### Exercise objective
Where a line holds the word "never", copy that line from the data below.

### Record excerpts
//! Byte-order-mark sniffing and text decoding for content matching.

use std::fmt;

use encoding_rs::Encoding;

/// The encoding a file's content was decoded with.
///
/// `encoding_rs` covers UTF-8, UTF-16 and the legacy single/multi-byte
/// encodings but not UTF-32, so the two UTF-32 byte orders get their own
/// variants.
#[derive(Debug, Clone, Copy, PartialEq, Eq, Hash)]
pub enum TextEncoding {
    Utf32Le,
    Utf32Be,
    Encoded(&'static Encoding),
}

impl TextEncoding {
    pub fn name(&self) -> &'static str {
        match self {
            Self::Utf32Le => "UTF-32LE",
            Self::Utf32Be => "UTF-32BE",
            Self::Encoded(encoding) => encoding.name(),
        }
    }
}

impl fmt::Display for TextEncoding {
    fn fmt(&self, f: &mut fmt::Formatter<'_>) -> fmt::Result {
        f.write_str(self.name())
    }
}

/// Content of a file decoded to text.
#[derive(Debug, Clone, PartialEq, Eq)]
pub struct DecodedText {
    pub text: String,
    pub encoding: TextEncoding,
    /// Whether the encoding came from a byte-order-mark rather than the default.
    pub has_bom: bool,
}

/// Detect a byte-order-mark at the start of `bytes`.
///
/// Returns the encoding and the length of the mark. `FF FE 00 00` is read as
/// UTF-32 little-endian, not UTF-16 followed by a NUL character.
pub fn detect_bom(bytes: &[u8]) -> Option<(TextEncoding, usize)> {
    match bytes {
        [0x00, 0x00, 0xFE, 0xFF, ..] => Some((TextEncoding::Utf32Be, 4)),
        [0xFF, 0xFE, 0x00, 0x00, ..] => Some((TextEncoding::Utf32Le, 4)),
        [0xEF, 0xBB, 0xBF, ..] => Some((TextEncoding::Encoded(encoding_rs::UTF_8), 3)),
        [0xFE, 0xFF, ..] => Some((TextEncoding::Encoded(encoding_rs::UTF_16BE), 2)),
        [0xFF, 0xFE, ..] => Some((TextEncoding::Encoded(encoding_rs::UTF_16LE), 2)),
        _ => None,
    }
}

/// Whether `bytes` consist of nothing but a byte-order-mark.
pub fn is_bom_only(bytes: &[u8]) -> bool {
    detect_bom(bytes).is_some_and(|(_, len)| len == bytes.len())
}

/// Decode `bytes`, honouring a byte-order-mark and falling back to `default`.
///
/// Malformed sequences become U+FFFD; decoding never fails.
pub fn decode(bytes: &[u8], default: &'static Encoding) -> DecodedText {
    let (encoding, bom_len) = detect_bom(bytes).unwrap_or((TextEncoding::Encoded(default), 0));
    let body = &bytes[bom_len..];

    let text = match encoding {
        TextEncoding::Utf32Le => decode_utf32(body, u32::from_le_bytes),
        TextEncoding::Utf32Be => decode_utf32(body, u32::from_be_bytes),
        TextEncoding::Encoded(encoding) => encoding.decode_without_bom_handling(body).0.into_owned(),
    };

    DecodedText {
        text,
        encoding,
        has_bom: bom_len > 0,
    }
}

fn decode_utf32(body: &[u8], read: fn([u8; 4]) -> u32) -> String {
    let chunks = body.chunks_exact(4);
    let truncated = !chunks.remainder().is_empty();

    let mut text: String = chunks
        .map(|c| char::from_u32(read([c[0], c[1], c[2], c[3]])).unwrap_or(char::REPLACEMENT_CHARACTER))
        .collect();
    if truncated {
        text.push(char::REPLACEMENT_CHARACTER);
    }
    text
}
==
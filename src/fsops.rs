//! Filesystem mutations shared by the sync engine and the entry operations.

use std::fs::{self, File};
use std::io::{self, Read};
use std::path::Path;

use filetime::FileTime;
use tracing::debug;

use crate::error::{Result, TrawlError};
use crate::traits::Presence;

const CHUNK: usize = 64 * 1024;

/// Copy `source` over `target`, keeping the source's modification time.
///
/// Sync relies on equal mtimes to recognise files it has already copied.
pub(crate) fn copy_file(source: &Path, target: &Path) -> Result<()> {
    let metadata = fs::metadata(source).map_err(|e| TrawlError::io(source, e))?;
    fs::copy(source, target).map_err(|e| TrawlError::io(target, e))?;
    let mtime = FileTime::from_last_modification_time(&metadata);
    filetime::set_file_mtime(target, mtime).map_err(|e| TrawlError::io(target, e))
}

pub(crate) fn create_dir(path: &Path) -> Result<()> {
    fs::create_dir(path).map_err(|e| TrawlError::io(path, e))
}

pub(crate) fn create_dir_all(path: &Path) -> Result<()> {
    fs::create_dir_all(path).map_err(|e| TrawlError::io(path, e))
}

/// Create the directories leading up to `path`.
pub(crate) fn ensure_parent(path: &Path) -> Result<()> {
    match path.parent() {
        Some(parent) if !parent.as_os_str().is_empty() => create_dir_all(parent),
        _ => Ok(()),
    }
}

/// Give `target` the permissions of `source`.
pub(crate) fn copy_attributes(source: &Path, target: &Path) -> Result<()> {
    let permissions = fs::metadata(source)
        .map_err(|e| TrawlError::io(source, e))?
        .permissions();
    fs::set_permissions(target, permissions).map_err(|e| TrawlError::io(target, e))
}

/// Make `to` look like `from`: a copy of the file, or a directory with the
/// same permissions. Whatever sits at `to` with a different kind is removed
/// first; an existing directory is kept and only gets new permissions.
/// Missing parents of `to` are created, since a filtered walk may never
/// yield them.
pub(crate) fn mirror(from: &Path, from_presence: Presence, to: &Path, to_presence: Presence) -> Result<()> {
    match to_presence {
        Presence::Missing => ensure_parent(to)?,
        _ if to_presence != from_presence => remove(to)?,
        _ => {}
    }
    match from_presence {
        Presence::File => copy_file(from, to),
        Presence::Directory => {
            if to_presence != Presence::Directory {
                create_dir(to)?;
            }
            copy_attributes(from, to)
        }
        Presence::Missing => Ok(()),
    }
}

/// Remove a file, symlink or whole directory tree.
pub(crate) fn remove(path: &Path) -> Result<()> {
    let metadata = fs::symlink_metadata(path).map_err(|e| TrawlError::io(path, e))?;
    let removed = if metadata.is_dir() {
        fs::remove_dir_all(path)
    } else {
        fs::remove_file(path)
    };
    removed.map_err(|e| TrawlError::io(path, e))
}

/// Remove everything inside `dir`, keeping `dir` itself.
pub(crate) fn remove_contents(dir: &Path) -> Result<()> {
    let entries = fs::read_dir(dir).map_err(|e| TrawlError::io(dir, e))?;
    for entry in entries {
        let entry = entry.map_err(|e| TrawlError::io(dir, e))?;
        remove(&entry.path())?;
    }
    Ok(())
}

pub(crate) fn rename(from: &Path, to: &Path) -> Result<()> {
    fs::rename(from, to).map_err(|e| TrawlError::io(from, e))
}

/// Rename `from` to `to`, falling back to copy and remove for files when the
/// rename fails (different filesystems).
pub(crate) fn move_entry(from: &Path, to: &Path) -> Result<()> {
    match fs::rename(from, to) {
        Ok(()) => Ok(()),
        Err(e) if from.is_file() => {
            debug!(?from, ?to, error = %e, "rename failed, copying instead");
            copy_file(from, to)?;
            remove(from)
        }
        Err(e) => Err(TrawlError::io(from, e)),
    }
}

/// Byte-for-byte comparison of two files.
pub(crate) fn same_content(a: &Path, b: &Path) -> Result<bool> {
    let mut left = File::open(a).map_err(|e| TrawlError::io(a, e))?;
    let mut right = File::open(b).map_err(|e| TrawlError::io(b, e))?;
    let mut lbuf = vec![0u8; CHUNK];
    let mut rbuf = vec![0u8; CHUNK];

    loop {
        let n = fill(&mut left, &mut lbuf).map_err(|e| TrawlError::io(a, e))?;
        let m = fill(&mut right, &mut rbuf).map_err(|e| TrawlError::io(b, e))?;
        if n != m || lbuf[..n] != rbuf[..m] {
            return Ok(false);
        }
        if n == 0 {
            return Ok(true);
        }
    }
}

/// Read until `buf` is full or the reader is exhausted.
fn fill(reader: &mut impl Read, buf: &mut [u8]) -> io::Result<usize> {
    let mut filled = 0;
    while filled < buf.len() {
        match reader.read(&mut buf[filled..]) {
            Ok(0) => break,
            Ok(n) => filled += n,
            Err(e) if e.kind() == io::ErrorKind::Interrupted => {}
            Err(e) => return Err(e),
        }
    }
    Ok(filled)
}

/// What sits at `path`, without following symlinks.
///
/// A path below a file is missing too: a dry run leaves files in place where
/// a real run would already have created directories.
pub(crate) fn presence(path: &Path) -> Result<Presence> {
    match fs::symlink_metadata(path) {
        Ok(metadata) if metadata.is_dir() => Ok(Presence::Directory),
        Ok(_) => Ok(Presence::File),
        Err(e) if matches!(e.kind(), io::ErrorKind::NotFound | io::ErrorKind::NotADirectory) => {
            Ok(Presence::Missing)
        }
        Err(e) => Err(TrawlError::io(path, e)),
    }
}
...
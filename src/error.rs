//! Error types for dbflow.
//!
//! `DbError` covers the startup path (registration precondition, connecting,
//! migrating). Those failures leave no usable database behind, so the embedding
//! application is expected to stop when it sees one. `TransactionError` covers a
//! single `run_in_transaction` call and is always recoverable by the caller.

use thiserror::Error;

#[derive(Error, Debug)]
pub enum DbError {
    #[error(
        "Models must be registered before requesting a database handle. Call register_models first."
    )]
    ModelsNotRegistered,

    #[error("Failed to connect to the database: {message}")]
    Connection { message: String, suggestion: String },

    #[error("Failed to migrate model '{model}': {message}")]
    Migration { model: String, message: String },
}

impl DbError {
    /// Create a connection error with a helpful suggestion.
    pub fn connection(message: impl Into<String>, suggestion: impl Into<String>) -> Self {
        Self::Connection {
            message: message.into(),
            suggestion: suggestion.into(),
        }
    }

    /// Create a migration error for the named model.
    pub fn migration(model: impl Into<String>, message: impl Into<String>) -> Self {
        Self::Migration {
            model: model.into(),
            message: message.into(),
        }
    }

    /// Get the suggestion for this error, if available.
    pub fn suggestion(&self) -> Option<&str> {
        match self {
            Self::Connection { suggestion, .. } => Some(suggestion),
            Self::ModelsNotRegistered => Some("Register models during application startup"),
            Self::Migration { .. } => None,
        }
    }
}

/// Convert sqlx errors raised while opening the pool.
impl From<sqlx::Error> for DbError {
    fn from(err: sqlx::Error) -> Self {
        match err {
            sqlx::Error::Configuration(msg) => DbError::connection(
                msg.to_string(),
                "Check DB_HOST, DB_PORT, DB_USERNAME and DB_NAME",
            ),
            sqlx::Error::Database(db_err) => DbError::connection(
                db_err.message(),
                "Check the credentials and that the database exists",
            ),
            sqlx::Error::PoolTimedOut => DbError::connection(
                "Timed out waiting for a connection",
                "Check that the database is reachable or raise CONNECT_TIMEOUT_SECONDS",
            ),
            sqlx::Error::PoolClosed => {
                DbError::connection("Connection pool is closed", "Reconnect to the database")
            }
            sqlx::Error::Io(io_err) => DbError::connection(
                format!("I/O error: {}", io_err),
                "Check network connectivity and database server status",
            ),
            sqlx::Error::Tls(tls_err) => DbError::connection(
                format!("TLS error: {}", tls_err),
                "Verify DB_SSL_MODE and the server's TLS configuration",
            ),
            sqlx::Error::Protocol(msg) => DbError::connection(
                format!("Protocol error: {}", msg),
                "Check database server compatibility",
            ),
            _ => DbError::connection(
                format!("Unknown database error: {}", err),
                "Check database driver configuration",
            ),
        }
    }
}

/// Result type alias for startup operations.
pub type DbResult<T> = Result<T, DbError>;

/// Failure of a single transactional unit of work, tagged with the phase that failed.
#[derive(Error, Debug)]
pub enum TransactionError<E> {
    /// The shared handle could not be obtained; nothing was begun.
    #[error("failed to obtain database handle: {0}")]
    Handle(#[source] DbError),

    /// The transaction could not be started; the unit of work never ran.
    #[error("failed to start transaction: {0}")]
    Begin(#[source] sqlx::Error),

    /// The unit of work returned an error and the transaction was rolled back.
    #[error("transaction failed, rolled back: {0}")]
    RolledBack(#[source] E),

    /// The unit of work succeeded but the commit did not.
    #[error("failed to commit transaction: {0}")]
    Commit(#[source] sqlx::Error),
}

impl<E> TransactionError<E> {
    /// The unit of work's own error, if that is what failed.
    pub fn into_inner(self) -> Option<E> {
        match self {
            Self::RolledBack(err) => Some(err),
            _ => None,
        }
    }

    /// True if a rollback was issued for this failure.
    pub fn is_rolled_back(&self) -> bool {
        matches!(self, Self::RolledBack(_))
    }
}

### Your solution
/// Malformed sequences become U+FFFD; decoding never fails.
/// Missing parents of `to` are created, since a filtered walk may never
    /// The transaction could not be started; the unit of work never ran.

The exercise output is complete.